Reproduce only what lies between the first line of the material below and the line containing "use crate::generator::error::AiBriefError;", with both of those lines included and every line kept exact.
[[ Exercise data, beginning ]]
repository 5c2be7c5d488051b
use crate::types::input::BriefParseInput;

pub const RESEARCH_SYSTEM_PROMPT: &str = r#"You are a senior marketing strategist preparing the research behind an advertising creative brief.
Use web search whenever it helps you ground a claim, and prefer recent, authoritative sources.
Write a factual research summary in plain prose. Do not invent facts; say so when something could not be verified."#;

const RESEARCH_INSTRUCTIONS: &str = r#"Research the following and summarize what you find:
1. Brand: who is behind this campaign, their positioning and product line.
2. Industry: market trends and category conventions that matter for the creative.
3. Competitors: the main competitors and how they advertise.
4. Audience: the most likely target audience, their demographics and interests.
5. Compliance: advertising regulations, platform policies and claims to avoid for this category."#;

/// 构建调研阶段的用户提示词：意图原文 + 已知上下文 + 固定调研指令
pub fn build_research_prompt(input: &BriefParseInput) -> String {
    let mut prompt = String::new();

    prompt.push_str(&input.intent_text);
    prompt.push_str("\n\n");

    let mut known_context = Vec::new();
    if let Some(industry) = &input.industry {
        known_context.push(format!("- Industry: {}", industry));
    }
    if !input.placements.is_empty() {
        let placements = input
            .placements
            .iter()
            .map(|p| p.id())
            .collect::<Vec<_>>()
            .join(", ");
        known_context.push(format!("- Placements: {}", placements));
    }
    if let Some(words) = &input.sensitive_words
        && !words.is_empty()
    {
        known_context.push(format!("- Sensitive words to avoid: {}", words.join(", ")));
    }

    if !known_context.is_empty() {
        prompt.push_str("Known Context:\n");
        prompt.push_str(&known_context.join("\n"));
        prompt.push_str("\n\n");
    }

    prompt.push_str(RESEARCH_INSTRUCTIONS);
    prompt
}
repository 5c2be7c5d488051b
use anyhow::Result;
use std::sync::Arc;

use super::merge::merge_brief;
use super::prompt::{EXTRACTION_SYSTEM_PROMPT, build_extraction_prompt};
use crate::generator::error::AiBriefError;
use crate::generator::observer::{PipelineEvent, PipelineObserver};
use crate::llm::capability::StructuredGenerator;
use crate::types::brief::Brief;
use crate::types::input::BriefParseInput;
use crate::types::research::ResearchResult;
use crate::types::result::{BriefParseResult, BriefSource};

/// 简报抽取器
pub struct BriefExtractor<G> {
    generator: Arc<G>,
    observer: Arc<dyn PipelineObserver>,
}

impl<G: StructuredGenerator> BriefExtractor<G> {
    pub fn new(generator: Arc<G>, observer: Arc<dyn PipelineObserver>) -> Self {
        Self {
            generator,
            observer,
        }
    }

    pub fn with_observer(mut self, observer: Arc<dyn PipelineObserver>) -> Self {
        self.observer = observer;
        self
    }

    /// 把调研结果抽取为结构化简报并合并调用方的覆盖项
    ///
    /// 模型没有给出有效对象时返回 `BRIEF_EXTRACTION_FAILED`，不做重试。
    pub async fn extract_brief(
        &self,
        input: &BriefParseInput,
        research: ResearchResult,
    ) -> Result<BriefParseResult> {
        self.observer.on_event(&PipelineEvent::ExtractionStarted);

        let user_prompt = build_extraction_prompt(input, &research);
        let extracted = self
            .generator
            .generate_object::<Brief>(EXTRACTION_SYSTEM_PROMPT, &user_prompt)
            .await?;

        let Some(extracted) = extracted else {
            self.observer.on_event(&PipelineEvent::ExtractionFailed);
            return Err(AiBriefError::extraction_failed().into());
        };

        self.observer.on_event(&PipelineEvent::ExtractionCompleted);

        Ok(BriefParseResult {
            brief: merge_brief(input, extracted),
            warnings: research.warnings,
            source: BriefSource::Ai,
            sources: research.sources,
            research_summary: research.summary,
            step_count: research.step_count,
        })
    }
}
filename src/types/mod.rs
pub mod brief;
pub mod input;
pub mod research;
pub mod result;

pub use brief::{Audience, Brief, BriefStyle, Compliance};
pub use input::{BriefParseInput, InputError, Placement};
pub use research::{ResearchResult, ResearchSource};
pub use result::{BriefParseResult, BriefSource};
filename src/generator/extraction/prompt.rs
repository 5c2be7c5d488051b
use crate::types::input::BriefParseInput;
use crate::types::research::ResearchResult;

pub const EXTRACTION_SYSTEM_PROMPT: &str = r#"You convert marketing research into a structured advertising creative brief.
Only use information supported by the campaign intent or the research summary.
When the research is inconclusive for a field, leave that field empty instead of guessing."#;

/// 构建抽取阶段的用户提示词，意图与调研总结均原样嵌入
pub fn build_extraction_prompt(input: &BriefParseInput, research: &ResearchResult) -> String {
    format!(
        r#"## Campaign Intent
{}

## Research Summary
{}

## Task
Produce a brief object that conforms exactly to the provided schema.
Prefer leaving a field empty over guessing when the research does not settle it."#,
        input.intent_text, research.summary
    )
}

#[cfg(test)]
mod tests {
    use super::*;
    use crate::types::input::Placement;

    #[test]
    fn test_prompt_embeds_intent_and_summary_verbatim() {
        let input = BriefParseInput::new("Launch a sale for eco sneakers", vec![Placement::Square1x1]);
        let research = ResearchResult {
            summary: "Eco sneaker brand,\nGen Z audience".to_string(),
            ..Default::default()
        };

        let prompt = build_extraction_prompt(&input, &research);

        assert!(prompt.contains("## Campaign Intent\nLaunch a sale for eco sneakers\n"));
        assert!(prompt.contains("## Research Summary\nEco sneaker brand,\nGen Z audience\n"));
        assert!(prompt.contains("leaving a field empty over guessing"));
    }
}
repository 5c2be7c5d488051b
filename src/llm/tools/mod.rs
pub mod web_search;
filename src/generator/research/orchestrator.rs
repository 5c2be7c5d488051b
use anyhow::Result;
use std::sync::Arc;

use super::prompt::{RESEARCH_SYSTEM_PROMPT, build_research_prompt};
use super::sources::collect_sources;
use super::{ResearchSettings, WARNING_NO_SOURCES, incomplete_research_warning};
use crate::generator::observer::{PipelineEvent, PipelineObserver};
use crate::llm::capability::{SearchGenerationRequest, SearchGenerator};
use crate::llm::grounding::CitationExtractor;
use crate::llm::tools::web_search::WebSearchTool;
use crate::types::input::BriefParseInput;
use crate::types::research::ResearchResult;

/// 调研编排器
pub struct ResearchOrchestrator<S> {
    search: Arc<S>,
    citations: Arc<dyn CitationExtractor>,
    settings: ResearchSettings,
    observer: Arc<dyn PipelineObserver>,
}

impl<S: SearchGenerator> ResearchOrchestrator<S> {
    pub fn new(
        search: Arc<S>,
        citations: Arc<dyn CitationExtractor>,
        settings: ResearchSettings,
        observer: Arc<dyn PipelineObserver>,
    ) -> Self {
        Self {
            search,
            citations,
            settings,
            observer,
        }
    }

    pub fn with_observer(mut self, observer: Arc<dyn PipelineObserver>) -> Self {
        self.observer = observer;
        self
    }

    /// 执行调研：一次工具增强的生成调用，随后收集引用并生成提示信息
    pub async fn conduct_research(&self, input: &BriefParseInput) -> Result<ResearchResult> {
        let max_steps = self.settings.max_steps;
        self.observer
            .on_event(&PipelineEvent::ResearchStarted { max_steps });

        let request = SearchGenerationRequest {
            system_prompt: RESEARCH_SYSTEM_PROMPT.to_string(),
            user_prompt: build_research_prompt(input),
            web_search: WebSearchTool::dynamic(self.settings.dynamic_threshold),
            max_steps,
        };

        let generation = self.search.generate_with_search(request).await?;

        let step_count = generation.steps.len();
        let sources = collect_sources(&generation.steps, self.citations.as_ref());
        let warnings = research_warnings(sources.len(), step_count, max_steps);

        self.observer.on_event(&PipelineEvent::ResearchCompleted {
            step_count,
            source_count: sources.len(),
        });
        for warning in &warnings {
            self.observer
                .on_event(&PipelineEvent::Warning(warning.clone()));
        }

        Ok(ResearchResult {
            summary: generation.text,
            sources,
            step_count,
            warnings,
        })
    }
}

/// 根据调研结果生成非致命提示，两个条件可以同时成立
pub fn research_warnings(source_count: usize, step_count: usize, max_steps: usize) -> Vec<String> {
    let mut warnings = Vec::new();
    if source_count == 0 {
        warnings.push(WARNING_NO_SOURCES.to_string());
    }
    if step_count >= max_steps {
        warnings.push(incomplete_research_warning(max_steps));
    }
    warnings
}

#[cfg(test)]
mod tests {
    use super::*;
    use crate::generator::testing::{RecordingObserver, StubSearchGenerator, grounded_step};
    use crate::llm::capability::GenerationStep;
    use crate::llm::grounding::GeminiGroundingExtractor;
    use crate::types::input::Placement;

    fn orchestrator(
        search: StubSearchGenerator,
        observer: Arc<RecordingObserver>,
    ) -> (ResearchOrchestrator<StubSearchGenerator>, Arc<StubSearchGenerator>) {
        let search = Arc::new(search);
        let orchestrator = ResearchOrchestrator::new(
            search.clone(),
            Arc::new(GeminiGroundingExtractor),
            ResearchSettings::default(),
            observer,
        );
        (orchestrator, search)
    }

    fn input() -> BriefParseInput {
        BriefParseInput::new("Launch a sale for eco sneakers", vec![Placement::Square1x1])
    }

    #[test]
    fn test_research_warnings() {
        assert_eq!(research_warnings(0, 1, 8), vec![WARNING_NO_SOURCES.to_string()]);
        assert_eq!(research_warnings(3, 8, 8), vec![incomplete_research_warning(8)]);
        assert_eq!(research_warnings(0, 8, 8).len(), 2);
        assert!(research_warnings(2, 3, 8).is_empty());
    }

    #[tokio::test]
    async fn test_request_carries_prompt_tool_and_step_limit() {
        let observer = Arc::new(RecordingObserver::default());
        let (orchestrator, search) =
            orchestrator(StubSearchGenerator::text("summary"), observer);

        orchestrator.conduct_research(&input()).await.unwrap();

        let request = search.last_request().unwrap();
        assert_eq!(request.max_steps, 8);
        assert_eq!(request.web_search, WebSearchTool::dynamic(0.3));
        assert_eq!(request.system_prompt, RESEARCH_SYSTEM_PROMPT);
        assert!(request.user_prompt.starts_with("Launch a sale for eco sneakers"));
    }

    #[tokio::test]
    async fn test_summary_and_sources_are_collected() {
        let steps = vec![
            grounded_step(&[("https://a.example", "A")]),
            grounded_step(&[("https://a.example", "A again"), ("https://b.example", "B")]),
        ];
        let observer = Arc::new(RecordingObserver::default());
        let (orchestrator, _) = orchestrator(
            StubSearchGenerator::with_steps("Eco sneaker brand, Gen Z audience", steps),
            observer.clone(),
        );

        let result = orchestrator.conduct_research(&input()).await.unwrap();

        assert_eq!(result.summary, "Eco sneaker brand, Gen Z audience");
        assert_eq!(result.step_count, 2);
        assert_eq!(result.sources.len(), 2);
        assert!(result.warnings.is_empty());
        assert!(observer.events().contains(&PipelineEvent::ResearchCompleted {
            step_count: 2,
            source_count: 2
        }));
    }

    #[tokio::test]
    async fn test_no_sources_and_max_steps_both_warn() {
        let steps = vec![GenerationStep::default(); 8];
        let observer = Arc::new(RecordingObserver::default());
        let (orchestrator, _) =
            orchestrator(StubSearchGenerator::with_steps("partial", steps), observer.clone());

        let result = orchestrator.conduct_research(&input()).await.unwrap();

        assert_eq!(result.step_count, 8);
        assert!(result.warnings.contains(&WARNING_NO_SOURCES.to_string()));
        assert!(result.warnings.contains(&incomplete_research_warning(8)));

        let warnings = observer
            .events()
            .into_iter()
            .filter(|e| matches!(e, PipelineEvent::Warning(_)))
            .count();
        assert_eq!(warnings, 2);
    }

    #[tokio::test]
    async fn test_provider_error_propagates() {
        let observer = Arc::new(RecordingObserver::default());
        let (orchestrator, _) =
            orchestrator(StubSearchGenerator::failing("quota exceeded"), observer);

        let err = orchestrator.conduct_research(&input()).await.unwrap_err();
        assert!(err.to_string().contains("quota exceeded"));
    }
}
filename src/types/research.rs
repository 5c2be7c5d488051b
use serde::{Deserialize, Serialize};

/// 引用来源摘要的最大字符数
pub const SNIPPET_MAX_CHARS: usize = 200;

/// 调研阶段得到的一条引用来源
#[derive(Debug, Clone, PartialEq, Eq, Serialize, Deserialize)]
#[serde(rename_all = "camelCase")]
pub struct ResearchSource {
    pub url: String,
    #[serde(default, skip_serializing_if = "Option::is_none")]
    pub title: Option<String>,
    /// 检索上下文片段，已截断至200字符
    #[serde(default, skip_serializing_if = "Option::is_none")]
    pub snippet: Option<String>,
}

impl ResearchSource {
    pub fn new(url: impl Into<String>) -> Self {
        Self {
            url: url.into(),
            title: None,
            snippet: None,
        }
    }

    pub fn with_title(mut self, title: impl Into<String>) -> Self {
        self.title = Some(title.into());
        self
    }

    /// 设置摘要，超出长度的部分会被截断
    pub fn with_snippet(mut self, snippet: &str) -> Self {
        self.snippet = Some(truncate_snippet(snippet));
        self
    }
}

/// 按字符（而非字节）截断摘要
pub fn truncate_snippet(text: &str) -> String {
    text.chars().take(SNIPPET_MAX_CHARS).collect()
}

/// 调研阶段的输出
#[derive(Debug, Clone, Default, PartialEq, Serialize, Deserialize)]
#[serde(rename_all = "camelCase")]
pub struct ResearchResult {
    /// 模型给出的自由文本调研总结，原样保留
    pub summary: String,
    /// 按URL去重后的引用来源
    pub sources: Vec<ResearchSource>,
    /// 实际执行的Agent步数
    pub step_count: usize,
    /// 非致命的提示信息
    pub warnings: Vec<String>,
}
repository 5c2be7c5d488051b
use std::collections::HashMap;

use crate::llm::capability::GenerationStep;
use crate::llm::grounding::CitationExtractor;
use crate::types::research::ResearchSource;

/// 从所有步骤的Provider元数据中收集引用，并按URL去重
///
/// 同一URL出现多次时以最后一次的标题与摘要为准，位置保持首次出现的位置。
pub fn collect_sources(
    steps: &[GenerationStep],
    extractor: &dyn CitationExtractor,
) -> Vec<ResearchSource> {
    let mut sources: Vec<ResearchSource> = Vec::new();
    let mut positions: HashMap<String, usize> = HashMap::new();

    let citations = steps
        .iter()
        .filter_map(|step| step.provider_metadata.as_ref())
        .flat_map(|metadata| extractor.extract_citations(metadata));

    for citation in citations {
        match positions.get(&citation.url) {
            Some(&index) => sources[index] = citation,
            None => {
                positions.insert(citation.url.clone(), sources.len());
                sources.push(citation);
            }
        }
    }

    sources
}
[[ Exercise data, end ]]
## Exercise response
repository 5c2be7c5d488051b
use crate::types::input::BriefParseInput;

pub const RESEARCH_SYSTEM_PROMPT: &str = r#"You are a senior marketing strategist preparing the research behind an advertising creative brief.
Use web search whenever it helps you ground a claim, and prefer recent, authoritative sources.
Write a factual research summary in plain prose. Do not invent facts; say so when something could not be verified."#;

const RESEARCH_INSTRUCTIONS: &str = r#"Research the following and summarize what you find:
1. Brand: who is behind this campaign, their positioning and product line.
2. Industry: market trends and category conventions that matter for the creative.
3. Competitors: the main competitors and how they advertise.
4. Audience: the most likely target audience, their demographics and interests.
5. Compliance: advertising regulations, platform policies and claims to avoid for this category."#;

/// 构建调研阶段的用户提示词：意图原文 + 已知上下文 + 固定调研指令
pub fn build_research_prompt(input: &BriefParseInput) -> String {
    let mut prompt = String::new();

    prompt.push_str(&input.intent_text);
    prompt.push_str("\n\n");

    let mut known_context = Vec::new();
    if let Some(industry) = &input.industry {
        known_context.push(format!("- Industry: {}", industry));
    }
    if !input.placements.is_empty() {
        let placements = input
            .placements
            .iter()
            .map(|p| p.id())
            .collect::<Vec<_>>()
            .join(", ");
        known_context.push(format!("- Placements: {}", placements));
    }
    if let Some(words) = &input.sensitive_words
        && !words.is_empty()
    {
        known_context.push(format!("- Sensitive words to avoid: {}", words.join(", ")));
    }

    if !known_context.is_empty() {
        prompt.push_str("Known Context:\n");
        prompt.push_str(&known_context.join("\n"));
        prompt.push_str("\n\n");
    }

    prompt.push_str(RESEARCH_INSTRUCTIONS);
    prompt
}
repository 5c2be7c5d488051b
use anyhow::Result;
use std::sync::Arc;

use super::merge::merge_brief;
use super::prompt::{EXTRACTION_SYSTEM_PROMPT, build_extraction_prompt};
use crate::generator::error::AiBriefError;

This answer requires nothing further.